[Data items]
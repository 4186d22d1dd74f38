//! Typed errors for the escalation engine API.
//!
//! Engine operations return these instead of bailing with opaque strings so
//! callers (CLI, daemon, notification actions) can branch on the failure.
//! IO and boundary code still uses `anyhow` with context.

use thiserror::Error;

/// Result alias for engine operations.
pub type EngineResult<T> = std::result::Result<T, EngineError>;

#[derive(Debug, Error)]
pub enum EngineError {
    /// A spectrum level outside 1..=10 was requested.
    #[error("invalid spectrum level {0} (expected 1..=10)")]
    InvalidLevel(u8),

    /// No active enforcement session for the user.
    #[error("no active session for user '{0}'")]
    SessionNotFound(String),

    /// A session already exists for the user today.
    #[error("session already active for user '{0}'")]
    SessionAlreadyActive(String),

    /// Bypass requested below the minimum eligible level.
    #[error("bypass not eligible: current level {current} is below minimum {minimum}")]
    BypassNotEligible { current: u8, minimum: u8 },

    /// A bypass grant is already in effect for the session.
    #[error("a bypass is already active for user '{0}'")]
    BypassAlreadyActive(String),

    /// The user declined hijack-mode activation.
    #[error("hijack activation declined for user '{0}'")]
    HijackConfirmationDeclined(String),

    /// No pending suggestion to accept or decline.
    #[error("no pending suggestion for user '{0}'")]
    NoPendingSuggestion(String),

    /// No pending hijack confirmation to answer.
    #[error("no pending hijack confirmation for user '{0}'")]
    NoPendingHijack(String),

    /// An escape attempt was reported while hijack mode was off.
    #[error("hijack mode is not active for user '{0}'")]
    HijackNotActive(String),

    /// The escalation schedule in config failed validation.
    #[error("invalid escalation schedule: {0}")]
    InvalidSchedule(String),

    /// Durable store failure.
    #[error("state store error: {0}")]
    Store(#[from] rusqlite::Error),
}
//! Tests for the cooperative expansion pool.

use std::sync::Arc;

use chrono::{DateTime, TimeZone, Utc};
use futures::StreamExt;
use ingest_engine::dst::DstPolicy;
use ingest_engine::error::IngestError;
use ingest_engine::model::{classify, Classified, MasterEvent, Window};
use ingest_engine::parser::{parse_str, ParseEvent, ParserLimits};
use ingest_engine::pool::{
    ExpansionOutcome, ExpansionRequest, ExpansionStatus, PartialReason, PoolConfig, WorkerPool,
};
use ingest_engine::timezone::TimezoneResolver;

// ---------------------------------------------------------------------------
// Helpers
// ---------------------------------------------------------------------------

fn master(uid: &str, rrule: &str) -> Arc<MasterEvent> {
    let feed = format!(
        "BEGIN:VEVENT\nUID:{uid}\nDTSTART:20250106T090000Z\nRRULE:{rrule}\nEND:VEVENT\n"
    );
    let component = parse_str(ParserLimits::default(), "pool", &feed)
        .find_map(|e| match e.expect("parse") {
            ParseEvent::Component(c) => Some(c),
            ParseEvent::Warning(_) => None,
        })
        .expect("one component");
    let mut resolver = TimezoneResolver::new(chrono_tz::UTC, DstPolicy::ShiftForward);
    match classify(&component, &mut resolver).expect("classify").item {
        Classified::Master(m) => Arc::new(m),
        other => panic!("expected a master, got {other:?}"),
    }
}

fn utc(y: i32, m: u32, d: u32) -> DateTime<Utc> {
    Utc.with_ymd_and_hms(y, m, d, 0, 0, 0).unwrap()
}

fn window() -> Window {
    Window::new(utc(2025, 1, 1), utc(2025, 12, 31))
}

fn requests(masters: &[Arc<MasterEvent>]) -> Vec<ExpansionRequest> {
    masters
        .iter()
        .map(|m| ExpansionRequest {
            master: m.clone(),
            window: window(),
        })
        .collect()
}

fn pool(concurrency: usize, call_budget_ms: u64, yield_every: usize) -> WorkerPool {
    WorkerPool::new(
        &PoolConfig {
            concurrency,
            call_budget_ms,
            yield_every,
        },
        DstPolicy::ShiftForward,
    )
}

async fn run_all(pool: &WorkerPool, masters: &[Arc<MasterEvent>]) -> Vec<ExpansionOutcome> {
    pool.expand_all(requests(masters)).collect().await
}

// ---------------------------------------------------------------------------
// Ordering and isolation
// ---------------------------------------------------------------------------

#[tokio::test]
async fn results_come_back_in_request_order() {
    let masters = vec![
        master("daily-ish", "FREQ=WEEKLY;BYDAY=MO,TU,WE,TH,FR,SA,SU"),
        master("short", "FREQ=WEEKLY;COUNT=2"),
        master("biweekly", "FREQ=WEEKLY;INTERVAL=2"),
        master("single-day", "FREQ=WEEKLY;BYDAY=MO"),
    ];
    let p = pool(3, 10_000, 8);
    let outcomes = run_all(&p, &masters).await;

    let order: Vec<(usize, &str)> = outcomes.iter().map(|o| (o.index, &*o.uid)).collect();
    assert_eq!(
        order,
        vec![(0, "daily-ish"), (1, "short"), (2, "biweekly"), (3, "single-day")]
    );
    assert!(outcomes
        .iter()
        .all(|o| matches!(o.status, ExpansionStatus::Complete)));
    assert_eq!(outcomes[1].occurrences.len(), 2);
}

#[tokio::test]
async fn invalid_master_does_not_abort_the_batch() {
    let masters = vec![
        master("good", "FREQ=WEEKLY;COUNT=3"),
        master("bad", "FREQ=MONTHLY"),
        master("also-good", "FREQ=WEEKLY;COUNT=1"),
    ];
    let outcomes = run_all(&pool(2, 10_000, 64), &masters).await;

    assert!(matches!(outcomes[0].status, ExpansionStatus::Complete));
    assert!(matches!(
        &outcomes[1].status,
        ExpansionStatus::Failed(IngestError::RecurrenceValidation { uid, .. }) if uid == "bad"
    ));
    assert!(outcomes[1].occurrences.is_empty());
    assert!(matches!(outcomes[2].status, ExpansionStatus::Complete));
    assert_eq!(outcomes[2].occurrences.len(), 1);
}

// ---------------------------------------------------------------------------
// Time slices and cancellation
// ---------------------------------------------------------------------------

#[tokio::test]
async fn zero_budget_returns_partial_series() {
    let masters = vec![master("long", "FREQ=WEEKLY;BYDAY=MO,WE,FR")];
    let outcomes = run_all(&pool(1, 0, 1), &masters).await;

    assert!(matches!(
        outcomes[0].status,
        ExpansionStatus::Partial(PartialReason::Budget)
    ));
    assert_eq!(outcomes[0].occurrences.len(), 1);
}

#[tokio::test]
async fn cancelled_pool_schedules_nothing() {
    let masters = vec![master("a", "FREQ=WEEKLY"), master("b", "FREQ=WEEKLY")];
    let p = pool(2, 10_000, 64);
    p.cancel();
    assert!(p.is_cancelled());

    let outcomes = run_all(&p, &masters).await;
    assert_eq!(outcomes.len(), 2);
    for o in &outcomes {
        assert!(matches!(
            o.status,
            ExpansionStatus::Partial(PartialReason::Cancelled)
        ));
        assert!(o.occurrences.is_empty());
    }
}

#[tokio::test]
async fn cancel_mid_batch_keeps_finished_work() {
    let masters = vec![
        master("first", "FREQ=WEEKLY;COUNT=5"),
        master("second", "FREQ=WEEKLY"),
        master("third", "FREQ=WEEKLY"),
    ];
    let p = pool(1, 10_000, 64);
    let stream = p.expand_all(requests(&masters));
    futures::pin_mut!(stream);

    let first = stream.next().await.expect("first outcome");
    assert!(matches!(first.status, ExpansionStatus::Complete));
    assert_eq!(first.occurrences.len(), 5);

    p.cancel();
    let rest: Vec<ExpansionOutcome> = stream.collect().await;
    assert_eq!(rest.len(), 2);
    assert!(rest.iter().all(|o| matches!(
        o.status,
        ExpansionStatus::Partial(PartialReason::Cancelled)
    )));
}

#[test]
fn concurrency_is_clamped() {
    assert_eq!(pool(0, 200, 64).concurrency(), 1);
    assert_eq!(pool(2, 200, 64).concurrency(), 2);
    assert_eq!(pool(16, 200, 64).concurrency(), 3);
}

EXERCISE REQUIREMENTS
Keep every word the same and copy out all of the entries.

EXPECTED ANSWER
repository 4186d22d1dd74f38
//! Typed errors for the escalation engine API.
//!
//! Engine operations return these instead of bailing with opaque strings so
//! callers (CLI, daemon, notification actions) can branch on the failure.
//! IO and boundary code still uses `anyhow` with context.

use thiserror::Error;

/// Result alias for engine operations.
pub type EngineResult<T> = std::result::Result<T, EngineError>;

#[derive(Debug, Error)]
pub enum EngineError {
    /// A spectrum level outside 1..=10 was requested.
    #[error("invalid spectrum level {0} (expected 1..=10)")]
    InvalidLevel(u8),

    /// No active enforcement session for the user.
    #[error("no active session for user '{0}'")]
    SessionNotFound(String),

    /// A session already exists for the user today.
    #[error("session already active for user '{0}'")]
    SessionAlreadyActive(String),

    /// Bypass requested below the minimum eligible level.
    #[error("bypass not eligible: current level {current} is below minimum {minimum}")]
    BypassNotEligible { current: u8, minimum: u8 },

    /// A bypass grant is already in effect for the session.
    #[error("a bypass is already active for user '{0}'")]
    BypassAlreadyActive(String),

    /// The user declined hijack-mode activation.
    #[error("hijack activation declined for user '{0}'")]
    HijackConfirmationDeclined(String),

    /// No pending suggestion to accept or decline.
    #[error("no pending suggestion for user '{0}'")]
    NoPendingSuggestion(String),

    /// No pending hijack confirmation to answer.
    #[error("no pending hijack confirmation for user '{0}'")]
    NoPendingHijack(String),

    /// An escape attempt was reported while hijack mode was off.
    #[error("hijack mode is not active for user '{0}'")]
    HijackNotActive(String),

    /// The escalation schedule in config failed validation.
    #[error("invalid escalation schedule: {0}")]
    InvalidSchedule(String),

    /// Durable store failure.
    #[error("state store error: {0}")]
    Store(#[from] rusqlite::Error),
}
//! Tests for the cooperative expansion pool.

use std::sync::Arc;

use chrono::{DateTime, TimeZone, Utc};
use futures::StreamExt;
use ingest_engine::dst::DstPolicy;
use ingest_engine::error::IngestError;
use ingest_engine::model::{classify, Classified, MasterEvent, Window};
use ingest_engine::parser::{parse_str, ParseEvent, ParserLimits};
use ingest_engine::pool::{
    ExpansionOutcome, ExpansionRequest, ExpansionStatus, PartialReason, PoolConfig, WorkerPool,
};
use ingest_engine::timezone::TimezoneResolver;

// ---------------------------------------------------------------------------
// Helpers
// ---------------------------------------------------------------------------

fn master(uid: &str, rrule: &str) -> Arc<MasterEvent> {
    let feed = format!(
        "BEGIN:VEVENT\nUID:{uid}\nDTSTART:20250106T090000Z\nRRULE:{rrule}\nEND:VEVENT\n"
    );
    let component = parse_str(ParserLimits::default(), "pool", &feed)
        .find_map(|e| match e.expect("parse") {
            ParseEvent::Component(c) => Some(c),
            ParseEvent::Warning(_) => None,
        })
        .expect("one component");
    let mut resolver = TimezoneResolver::new(chrono_tz::UTC, DstPolicy::ShiftForward);
    match classify(&component, &mut resolver).expect("classify").item {
        Classified::Master(m) => Arc::new(m),
        other => panic!("expected a master, got {other:?}"),
    }
}

fn utc(y: i32, m: u32, d: u32) -> DateTime<Utc> {
    Utc.with_ymd_and_hms(y, m, d, 0, 0, 0).unwrap()
}

fn window() -> Window {
    Window::new(utc(2025, 1, 1), utc(2025, 12, 31))
}

fn requests(masters: &[Arc<MasterEvent>]) -> Vec<ExpansionRequest> {
    masters
        .iter()
        .map(|m| ExpansionRequest {
            master: m.clone(),
            window: window(),
        })
        .collect()
}

fn pool(concurrency: usize, call_budget_ms: u64, yield_every: usize) -> WorkerPool {
    WorkerPool::new(
        &PoolConfig {
            concurrency,
            call_budget_ms,
            yield_every,
        },
        DstPolicy::ShiftForward,
    )
}

async fn run_all(pool: &WorkerPool, masters: &[Arc<MasterEvent>]) -> Vec<ExpansionOutcome> {
    pool.expand_all(requests(masters)).collect().await
}

// ---------------------------------------------------------------------------
// Ordering and isolation
// ---------------------------------------------------------------------------

#[tokio::test]
async fn results_come_back_in_request_order() {
    let masters = vec![
        master("daily-ish", "FREQ=WEEKLY;BYDAY=MO,TU,WE,TH,FR,SA,SU"),
        master("short", "FREQ=WEEKLY;COUNT=2"),
        master("biweekly", "FREQ=WEEKLY;INTERVAL=2"),
        master("single-day", "FREQ=WEEKLY;BYDAY=MO"),
    ];
    let p = pool(3, 10_000, 8);
    let outcomes = run_all(&p, &masters).await;

    let order: Vec<(usize, &str)> = outcomes.iter().map(|o| (o.index, &*o.uid)).collect();
    assert_eq!(
        order,
        vec![(0, "daily-ish"), (1, "short"), (2, "biweekly"), (3, "single-day")]
    );
    assert!(outcomes
        .iter()
        .all(|o| matches!(o.status, ExpansionStatus::Complete)));
    assert_eq!(outcomes[1].occurrences.len(), 2);
}

#[tokio::test]
async fn invalid_master_does_not_abort_the_batch() {
    let masters = vec![
        master("good", "FREQ=WEEKLY;COUNT=3"),
        master("bad", "FREQ=MONTHLY"),
        master("also-good", "FREQ=WEEKLY;COUNT=1"),
    ];
    let outcomes = run_all(&pool(2, 10_000, 64), &masters).await;

    assert!(matches!(outcomes[0].status, ExpansionStatus::Complete));
    assert!(matches!(
        &outcomes[1].status,
        ExpansionStatus::Failed(IngestError::RecurrenceValidation { uid, .. }) if uid == "bad"
    ));
    assert!(outcomes[1].occurrences.is_empty());
    assert!(matches!(outcomes[2].status, ExpansionStatus::Complete));
    assert_eq!(outcomes[2].occurrences.len(), 1);
}

// ---------------------------------------------------------------------------
// Time slices and cancellation
// ---------------------------------------------------------------------------

#[tokio::test]
async fn zero_budget_returns_partial_series() {
    let masters = vec![master("long", "FREQ=WEEKLY;BYDAY=MO,WE,FR")];
    let outcomes = run_all(&pool(1, 0, 1), &masters).await;

    assert!(matches!(
        outcomes[0].status,
        ExpansionStatus::Partial(PartialReason::Budget)
    ));
    assert_eq!(outcomes[0].occurrences.len(), 1);
}

#[tokio::test]
async fn cancelled_pool_schedules_nothing() {
    let masters = vec![master("a", "FREQ=WEEKLY"), master("b", "FREQ=WEEKLY")];
    let p = pool(2, 10_000, 64);
    p.cancel();
    assert!(p.is_cancelled());

    let outcomes = run_all(&p, &masters).await;
    assert_eq!(outcomes.len(), 2);
    for o in &outcomes {
        assert!(matches!(
            o.status,
            ExpansionStatus::Partial(PartialReason::Cancelled)
        ));
        assert!(o.occurrences.is_empty());
    }
}

#[tokio::test]
async fn cancel_mid_batch_keeps_finished_work() {
    let masters = vec![
        master("first", "FREQ=WEEKLY;COUNT=5"),
        master("second", "FREQ=WEEKLY"),
        master("third", "FREQ=WEEKLY"),
    ];
    let p = pool(1, 10_000, 64);
    let stream = p.expand_all(requests(&masters));
    futures::pin_mut!(stream);

    let first = stream.next().await.expect("first outcome");
    assert!(matches!(first.status, ExpansionStatus::Complete));
    assert_eq!(first.occurrences.len(), 5);

    p.cancel();
    let rest: Vec<ExpansionOutcome> = stream.collect().await;
    assert_eq!(rest.len(), 2);
    assert!(rest.iter().all(|o| matches!(
        o.status,
        ExpansionStatus::Partial(PartialReason::Cancelled)
    )));
}

#[test]
fn concurrency_is_clamped() {
    assert_eq!(pool(0, 200, 64).concurrency(), 1);
    assert_eq!(pool(2, 200, 64).concurrency(), 2);
    assert_eq!(pool(16, 200, 64).concurrency(), 3);
}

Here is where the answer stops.